Researchers at a Dallas children’s hospital aim to show that non-powder firearms such as airsoft, BB and paintball guns should be viewed as “powerful weapons” rather than toys.
A study by researchers with Children’s Medical Center Dallas shows that those devices are “causing increasingly severe and sometimes life-threatening injuries in pediatric patients,” the group said on Oct. 23. They will present the findings at the American Academy of Pediatrics Conference and Exhibition in Washington, D.C. on Sunday.
“Non-powder guns are not toys, and an adult should always supervise their use by children,” said Dr. Nina Mizuki Fitzgerald, lead researcher of the study, in press materials.
Along with advocating safety, Fitzgerald said they will recommend that children wear eye protection when using the non-powder guns. She also said the study’s findings suggest a need for stricter regulations of the muzzle velocities of non-powder guns.
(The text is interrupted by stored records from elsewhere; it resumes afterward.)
//! The spectrum container.
//!
//! A `Spectrum` owns the wavelength grid, the raw flux and (optionally) a
//! per-sample error and a smoothed flux. Wavelengths are kept twice: as
//! observed and in the rest frame `wave / (1 + z)`. All tools work in the rest
//! frame.
//!
//! Two derived quantities are memoised:
//!
//! - the spline analysis of the smoothed flux (dropped by `set_flux`,
//!   `set_smooth` and `set_redshift`)
//! - a quadratic continuum fit to the flux (dropped by `set_flux` and
//!   `set_redshift`)

use std::fmt::Write as _;
use std::str::FromStr;
use std::sync::OnceLock;

use rand::Rng;
use rand_distr::StandardNormal;
use serde::{Deserialize, Serialize};

use crate::error::MeasureError;
use crate::math::{Polynomial, polyfit};
use crate::spectrum::SplineAnalysis;
use crate::tools::Header;

/// Per-sample noise draw used by [`Spectrum::sample`].
///
/// `Uniform` adds `error * U[0, 1)`, matching the historical behaviour;
/// `Gaussian` adds `error * N(0, 1)`.
#[derive(Debug, Clone, Copy, PartialEq, Eq, Default, Serialize, Deserialize)]
#[serde(rename_all = "lowercase")]
pub enum ResamplingDistribution {
    #[default]
    Uniform,
    Gaussian,
}

impl FromStr for ResamplingDistribution {
    type Err = MeasureError;

    fn from_str(s: &str) -> Result<Self, Self::Err> {
        match s.trim().to_ascii_lowercase().as_str() {
            "uniform" => Ok(Self::Uniform),
            "gaussian" | "normal" => Ok(Self::Gaussian),
            other => Err(MeasureError::InvalidInput(format!(
                "unknown resampling distribution '{other}' (expected uniform or gaussian)"
            ))),
        }
    }
}

#[derive(Debug, Clone)]
pub struct Spectrum {
    observed_wave: Vec<f64>,
    wave: Vec<f64>,
    flux: Vec<f64>,
    error: Option<Vec<f64>>,
    smooth: Option<Vec<f64>>,
    redshift: f64,
    continuum_error: f64,
    spline: OnceLock<SplineAnalysis>,
    continuum: OnceLock<Polynomial>,
}

/// Read-only copy of an inclusive wavelength range of a [`Spectrum`].
#[derive(Debug, Clone, PartialEq)]
pub struct SubSpectrum {
    pub wave: Vec<f64>,
    pub flux: Vec<f64>,
    pub error: Option<Vec<f64>>,
    pub smooth: Option<Vec<f64>>,
    pub redshift: f64,
    pub continuum_error: f64,
}

/// `None`, all-zero and all-NaN arrays all mean "not known".
fn is_absent(values: &[f64]) -> bool {
    values.iter().all(|v| *v == 0.0) || values.iter().all(|v| v.is_nan())
}

impl Spectrum {
    pub fn new(wave: Vec<f64>, flux: Vec<f64>) -> Result<Self, MeasureError> {
        if wave.iter().any(|w| !w.is_finite()) {
            return Err(MeasureError::InvalidSpectrum(
                "wavelength includes non-finite values".into(),
            ));
        }
        let mut spectrum = Self {
            wave: wave.clone(),
            observed_wave: wave,
            flux: Vec::new(),
            error: None,
            smooth: None,
            redshift: 0.0,
            continuum_error: 0.0,
            spline: OnceLock::new(),
            continuum: OnceLock::new(),
        };
        spectrum.set_flux(flux)?;
        Ok(spectrum)
    }

    pub fn with_error(mut self, error: Option<Vec<f64>>) -> Result<Self, MeasureError> {
        self.set_error(error)?;
        Ok(self)
    }

    pub fn with_smooth(mut self, smooth: Option<Vec<f64>>) -> Result<Self, MeasureError> {
        self.set_smooth(smooth)?;
        Ok(self)
    }

    pub fn with_redshift(mut self, z: f64) -> Result<Self, MeasureError> {
        self.set_redshift(z)?;
        Ok(self)
    }

    pub fn with_continuum_error(mut self, fraction: f64) -> Result<Self, MeasureError> {
        self.set_continuum_error(fraction)?;
        Ok(self)
    }

    pub fn len(&self) -> usize {
        self.wave.len()
    }

    pub fn is_empty(&self) -> bool {
        self.wave.is_empty()
    }

    /// Rest-frame wavelengths.
    pub fn wave(&self) -> &[f64] {
        &self.wave
    }

    pub fn observed_wave(&self) -> &[f64] {
        &self.observed_wave
    }

    pub fn flux(&self) -> &[f64] {
        &self.flux
    }

    pub fn redshift(&self) -> f64 {
        self.redshift
    }

    pub fn continuum_error(&self) -> f64 {
        self.continuum_error
    }

    pub fn has_error(&self) -> bool {
        self.error.is_some()
    }

    pub fn has_smooth(&self) -> bool {
        self.smooth.is_some()
    }

    pub fn error(&self) -> Result<&[f64], MeasureError> {
        self.error
            .as_deref()
            .ok_or(MeasureError::Unavailable("flux error"))
    }

    pub fn smooth(&self) -> Result<&[f64], MeasureError> {
        self.smooth
            .as_deref()
            .ok_or(MeasureError::Unavailable("smoothed flux"))
    }

    fn invalidate(&mut self) {
        self.spline = OnceLock::new();
        self.continuum = OnceLock::new();
    }

    /// Replace the flux; drops the smoothed flux and every cache.
    pub fn set_flux(&mut self, flux: Vec<f64>) -> Result<(), MeasureError> {
        if flux.iter().any(|v| !v.is_finite()) {
            return Err(MeasureError::InvalidSpectrum(
                "flux includes non-finite values".into(),
            ));
        }
        if flux.len() != self.observed_wave.len() {
            return Err(MeasureError::InvalidSpectrum(format!(
                "flux has {} samples but the wavelength grid has {}",
                flux.len(),
                self.observed_wave.len()
            )));
        }
        self.flux = flux;
        self.smooth = None;
        self.invalidate();
        Ok(())
    }

    pub fn set_redshift(&mut self, z: f64) -> Result<(), MeasureError> {
        if !z.is_finite() || z <= -1.0 {
            return Err(MeasureError::InvalidInput(format!("invalid redshift {z}")));
        }
        self.redshift = z;
        self.wave = self.observed_wave.iter().map(|w| w / (1.0 + z)).collect();
        self.invalidate();
        Ok(())
    }

    pub fn set_continuum_error(&mut self, fraction: f64) -> Result<(), MeasureError> {
        if !fraction.is_finite() || fraction < 0.0 {
            return Err(MeasureError::InvalidInput(format!(
                "continuum error must be a non-negative fraction, got {fraction}"
            )));
        }
        self.continuum_error = fraction;
        Ok(())
    }

    pub fn set_error(&mut self, error: Option<Vec<f64>>) -> Result<(), MeasureError> {
        self.error = match error {
            None => None,
            Some(e) if is_absent(&e) => None,
            Some(e) => {
                if e.len() != self.len() {
                    return Err(MeasureError::InvalidSpectrum(format!(
                        "error has {} samples but the spectrum has {}",
                        e.len(),
                        self.len()
                    )));
                }
                if e.iter().any(|v| !v.is_finite()) {
                    return Err(MeasureError::InvalidSpectrum(
                        "error includes non-finite values".into(),
                    ));
                }
                if e.iter().any(|v| *v < 0.0) {
                    return Err(MeasureError::InvalidSpectrum(
                        "error includes negative values".into(),
                    ));
                }
                Some(e)
            }
        };
        Ok(())
    }

    /// Replace the smoothed flux; always drops the spline cache.
    pub fn set_smooth(&mut self, smooth: Option<Vec<f64>>) -> Result<(), MeasureError> {
        self.smooth = match smooth {
            None => None,
            Some(s) if is_absent(&s) => None,
            Some(s) => {
                if s.len() != self.len() {
                    return Err(MeasureError::InvalidSpectrum(format!(
                        "smoothed flux has {} samples but the spectrum has {}",
                        s.len(),
                        self.len()
                    )));
                }
                if s.iter().any(|v| !v.is_finite()) {
                    return Err(MeasureError::InvalidSpectrum(
                        "smoothed flux includes non-finite values".into(),
                    ));
                }
                Some(s)
            }
        };
        self.spline = OnceLock::new();
        Ok(())
    }

    /// Spline analysis of the smoothed flux, built on first use.
    pub fn spline(&self) -> Result<&SplineAnalysis, MeasureError> {
        if let Some(spline) = self.spline.get() {
            return Ok(spline);
        }
        let built = SplineAnalysis::new(&self.wave, self.smooth()?)?;
        Ok(self.spline.get_or_init(|| built))
    }

    /// Quadratic fit to the flux, built on first use.
    pub fn continuum(&self) -> Result<&Polynomial, MeasureError> {
        if let Some(c) = self.continuum.get() {
            return Ok(c);
        }
        let built = polyfit(&self.wave, &self.flux, None, 2)?;
        Ok(self.continuum.get_or_init(|| built))
    }

    /// One random realisation of the flux: `flux + error * draw`.
    pub fn sample<R: Rng>(
        &self,
        rng: &mut R,
        distribution: ResamplingDistribution,
    ) -> Result<Vec<f64>, MeasureError> {
        let error = self.error()?;
        Ok(self
            .flux
            .iter()
            .zip(error)
            .map(|(f, e)| {
                let draw: f64 = match distribution {
                    ResamplingDistribution::Uniform => rng.gen_range(0.0..1.0),
                    ResamplingDistribution::Gaussian => rng.sample(StandardNormal),
                };
                f + e * draw
            })
            .collect())
    }

    /// Indices whose rest wavelength lies in `[start, stop]`.
    pub fn range_indices(&self, start: f64, stop: f64) -> Vec<usize> {
        self.wave
            .iter()
            .enumerate()
            .filter(|(_, w)| start <= **w && **w <= stop)
            .map(|(i, _)| i)
            .collect()
    }

    /// Inclusive sub-range `[start, stop]` in rest wavelength.
    ///
    /// `None` bounds default to the shortest and longest wavelength. Samples
    /// keep their grid order.
    pub fn slice(&self, start: Option<f64>, stop: Option<f64>) -> SubSpectrum {
        let lowest = self.wave.iter().copied().fold(f64::INFINITY, f64::min);
        let highest = self.wave.iter().copied().fold(f64::NEG_INFINITY, f64::max);
        let idx = self.range_indices(start.unwrap_or(lowest), stop.unwrap_or(highest));
        let pick = |v: &[f64]| idx.iter().map(|&i| v[i]).collect::<Vec<f64>>();
        SubSpectrum {
            wave: pick(&self.wave),
            flux: pick(&self.flux),
            error: self.error.as_deref().map(pick),
            smooth: self.smooth.as_deref().map(pick),
            redshift: self.redshift,
            continuum_error: self.continuum_error,
        }
    }

    /// `(wave, flux)` at a sample index.
    pub fn at(&self, index: usize) -> Option<(f64, f64)> {
        Some((*self.wave.get(index)?, *self.flux.get(index)?))
    }

    /// Index of the sample closest to `w`.
    pub fn nearest_index(&self, w: f64) -> Option<usize> {
        self.wave
            .iter()
            .enumerate()
            .min_by(|a, b| ((a.1 - w).powi(2)).total_cmp(&(b.1 - w).powi(2)))
            .map(|(i, _)| i)
    }

    /// `(wave, flux)` of the sample closest to `w`.
    pub fn nearest(&self, w: f64) -> Option<(f64, f64)> {
        self.nearest_index(w).and_then(|i| self.at(i))
    }

    /// Whitespace-delimited `wave flux error smooth` rows under a header line.
    ///
    /// Absent columns are written as `nan`.
    pub fn to_table(&self, header: &Header) -> String {
        let mut out = header.to_line();
        out.push('\n');
        for i in 0..self.len() {
            let err = self.error.as_ref().map_or(f64::NAN, |e| e[i]);
            let smo = self.smooth.as_ref().map_or(f64::NAN, |s| s[i]);
            let _ = writeln!(
                out,
                "{:.18e} {:.18e} {:.18e} {:.18e}",
                self.wave[i], self.flux[i], err, smo
            );
        }
        out
    }
}

impl SubSpectrum {
    pub fn len(&self) -> usize {
        self.wave.len()
    }

    pub fn is_empty(&self) -> bool {
        self.wave.is_empty()
    }

    pub fn error(&self) -> Result<&[f64], MeasureError> {
        self.error
            .as_deref()
            .ok_or(MeasureError::Unavailable("flux error"))
    }

    pub fn smooth(&self) -> Result<&[f64], MeasureError> {
        self.smooth
            .as_deref()
            .ok_or(MeasureError::Unavailable("smoothed flux"))
    }

    /// Shortest and longest wavelength, whatever the grid direction.
    pub fn bounds(&self) -> Option<(f64, f64)> {
        let first = *self.wave.first()?;
        let last = *self.wave.last()?;
        Some((first.min(last), first.max(last)))
    }
}

#[cfg(test)]
mod tests {
    use super::*;
    use rand::SeedableRng;
    use rand::rngs::StdRng;

    fn spectrum() -> Spectrum {
        let wave: Vec<f64> = (0..50).map(|i| 5000.0 + i as f64).collect();
        let flux: Vec<f64> = wave.iter().map(|w| 1.0 + 1e-3 * (w - 5000.0)).collect();
        Spectrum::new(wave, flux).unwrap()
    }

    #[test]
    fn rejects_non_finite_flux_and_length_mismatch() {
        let err = Spectrum::new(vec![1.0, 2.0], vec![1.0, f64::NAN]).unwrap_err();
        assert!(matches!(err, MeasureError::InvalidSpectrum(_)));
        let err = Spectrum::new(vec![1.0, 2.0], vec![1.0]).unwrap_err();
        assert!(matches!(err, MeasureError::InvalidSpectrum(_)));
    }

    #[test]
    fn empty_like_error_means_absent() {
        let mut s = spectrum();
        s.set_error(Some(vec![0.0; 50])).unwrap();
        assert!(!s.has_error());
        s.set_error(Some(vec![f64::NAN; 50])).unwrap();
        assert!(!s.has_error());
        assert_eq!(s.error().unwrap_err(), MeasureError::Unavailable("flux error"));
        assert!(s.set_error(Some(vec![1.0; 49])).is_err());
    }

    #[test]
    fn redshift_moves_rest_frame_only() {
        let s = spectrum().with_redshift(1.0).unwrap();
        assert_eq!(s.observed_wave()[0], 5000.0);
        assert_eq!(s.wave()[0], 2500.0);
    }

    #[test]
    fn set_flux_invalidates_smooth_and_spline() {
        let mut s = spectrum();
        s.set_smooth(Some(s.flux().to_vec())).unwrap();
        assert!(s.spline().is_ok());
        s.set_flux(vec![2.0; 50]).unwrap();
        assert!(!s.has_smooth());
        assert!(s.spline().unwrap_err().is_prerequisite());
        assert!((s.continuum().unwrap().eval(5010.0) - 2.0).abs() < 1e-9);
    }

    #[test]
    fn slice_is_inclusive() {
        let s = spectrum();
        let sub = s.slice(Some(5010.0), Some(5020.0));
        assert_eq!(sub.len(), 11);
        assert_eq!(sub.bounds(), Some((5010.0, 5020.0)));
        assert!(sub.error.is_none());
    }

    #[test]
    fn open_slice_of_decreasing_grid_keeps_everything() {
        let wave: Vec<f64> = (0..50).map(|i| 5049.0 - i as f64).collect();
        let s = Spectrum::new(wave.clone(), vec![1.0; 50]).unwrap();
        let sub = s.slice(None, None);
        assert_eq!(sub.wave, wave);
        assert_eq!(sub.bounds(), Some((5000.0, 5049.0)));
        assert_eq!(s.slice(Some(5010.0), Some(5020.0)).len(), 11);
    }

    #[test]
    fn nearest_falls_back_to_closest_wavelength() {
        let s = spectrum();
        assert_eq!(s.at(3).map(|p| p.0), Some(5003.0));
        assert_eq!(s.at(500), None);
        assert_eq!(s.nearest(5012.4).map(|p| p.0), Some(5012.0));
    }

    #[test]
    fn uniform_sample_stays_within_one_error() {
        let s = spectrum().with_error(Some(vec![0.1; 50])).unwrap();
        let mut rng = StdRng::seed_from_u64(3);
        let draw = s.sample(&mut rng, ResamplingDistribution::Uniform).unwrap();
        for (d, f) in draw.iter().zip(s.flux()) {
            assert!(*d >= *f && *d < f + 0.1);
        }
        assert_eq!(
            "Gaussian".parse::<ResamplingDistribution>().unwrap(),
            ResamplingDistribution::Gaussian
        );
    }
}
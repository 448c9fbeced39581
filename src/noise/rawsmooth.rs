//! Error estimate from raw-minus-smooth residuals.
//!
//! The absolute residuals are smoothed with a Gaussian kernel to get a local
//! noise scale, which is then rescaled by one factor so that 68.27% of the
//! (unflagged) absolute residuals fall below it: the coverage of a 1-sigma
//! Gaussian error bar.

use serde::{Deserialize, Serialize};

use crate::error::MeasureError;
use crate::math::signal::{convolve_same, fill_masked, gaussian_window};
use crate::math::stats::percentile;
use crate::math::{SimplexOptions, nelder_mead};
use crate::smooth::keep_mask;
use crate::spectrum::Spectrum;
use crate::tools::{Dependency, Tool};

/// Fraction of a normal distribution within one standard deviation.
pub const ONE_SIGMA_COVERAGE: f64 = 0.682689492137;

#[derive(Debug, Clone, PartialEq, Serialize, Deserialize)]
pub struct RawSmoothParams {
    /// Standard deviation of the Gaussian kernel, in samples.
    pub length: f64,
    #[serde(default)]
    pub flagged: Vec<usize>,
}

#[derive(Debug, Clone, Default)]
pub struct RawSmooth {
    params: Option<RawSmoothParams>,
}

/// Fraction of kept samples with `|r| < factor * estimate`.
pub fn coverage(abs_residuals: &[f64], estimate: &[f64], keep: &[bool], factor: f64) -> f64 {
    let mut inside = 0usize;
    let mut total = 0usize;
    for ((r, e), k) in abs_residuals.iter().zip(estimate).zip(keep) {
        if *k {
            total += 1;
            if *r < factor * e {
                inside += 1;
            }
        }
    }
    if total == 0 {
        return f64::NAN;
    }
    inside as f64 / total as f64
}

impl RawSmooth {
    pub fn new() -> Self {
        Self::default()
    }

    /// Kernel length of one percent of the sample count.
    pub fn auto(&self, spectrum: &Spectrum) -> Result<RawSmoothParams, MeasureError> {
        Ok(RawSmoothParams {
            length: spectrum.len() as f64 / 100.0,
            flagged: self.params.as_ref().map(|p| p.flagged.clone()).unwrap_or_default(),
        })
    }

    /// Estimate the error and keep `params` as the current parameters.
    pub fn estimate(&mut self, spectrum: &Spectrum, params: RawSmoothParams) -> Result<Vec<f64>, MeasureError> {
        Self::check_dependencies(spectrum)?;
        let error = self.estimate_with(spectrum, &params)?;
        self.set_parameters(params);
        Ok(error)
    }

    pub fn estimate_with(&self, spectrum: &Spectrum, params: &RawSmoothParams) -> Result<Vec<f64>, MeasureError> {
        if !(params.length.is_finite() && params.length > 0.0) {
            return Err(MeasureError::InvalidInput(format!(
                "kernel length must be positive, got {}",
                params.length
            )));
        }
        let smooth = spectrum.smooth()?;
        let keep = keep_mask(spectrum.len(), &params.flagged)?;
        let abs_residuals: Vec<f64> = spectrum
            .flux()
            .iter()
            .zip(smooth)
            .map(|(f, s)| (f - s).abs())
            .collect();
        let filled = fill_masked(spectrum.wave(), &abs_residuals, &keep)?;

        let window = gaussian_window(spectrum.len(), params.length);
        let total: f64 = window.iter().sum();
        let window: Vec<f64> = window.into_iter().map(|w| w / total).collect();
        let estimate = convolve_same(&filled, &window);

        // Start the 1-D search at the empirical quantile of |r| / estimate.
        let ratios: Vec<f64> = filled
            .iter()
            .zip(&estimate)
            .zip(&keep)
            .filter(|((_, e), k)| **k && **e > 0.0)
            .map(|((r, e), _)| r / e)
            .collect();
        let start = if ratios.is_empty() {
            1.0
        } else {
            percentile(&ratios, 100.0 * ONE_SIGMA_COVERAGE)
        };
        let objective =
            |a: &[f64]| (coverage(&filled, &estimate, &keep, a[0]) - ONE_SIGMA_COVERAGE).powi(2);
        let fit = nelder_mead(objective, &[start], SimplexOptions::default())?;
        let factor = fit.x[0];

        log::debug!(
            "raw-smooth error: length={} factor={factor:.4} coverage={:.4}",
            params.length,
            coverage(&filled, &estimate, &keep, factor)
        );
        Ok(estimate.into_iter().map(|e| e * factor).collect())
    }
}

impl Tool for RawSmooth {
    const NAME: &'static str = "error.rawsmooth";
    const PARAMETERS: &'static [&'static str] = &["length", "flagged"];
    const DEPENDENCIES: &'static [Dependency] = &[Dependency::SpectrumSmooth];

    type Params = RawSmoothParams;

    fn parameters(&self) -> Option<&RawSmoothParams> {
        self.params.as_ref()
    }

    fn store_parameters(&mut self, params: Option<RawSmoothParams>) {
        self.params = params;
    }
}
For the study, researchers reviewed 176 cases of injuries by non-powder firearms from years 2010 to 2013. Of the patients, 87 percent were male and 30 percent were younger than 10 years of age.
Results show 29 percent of children ultimately needed surgery to remove deeply embedded objects, repair structures of the eye, remove part of the skull or insert drains to relieve swelling resulting from traumatic brain injury.
According to Fitzgerald, 10 percent of children suffered a lasting functional deficit, of which 83 percent were eye-related, and 8 percent of children ultimately had an eye removed surgically.
At the conference, Fitgerald will only be presenting the abstract. However, a longer article may be published at a later date.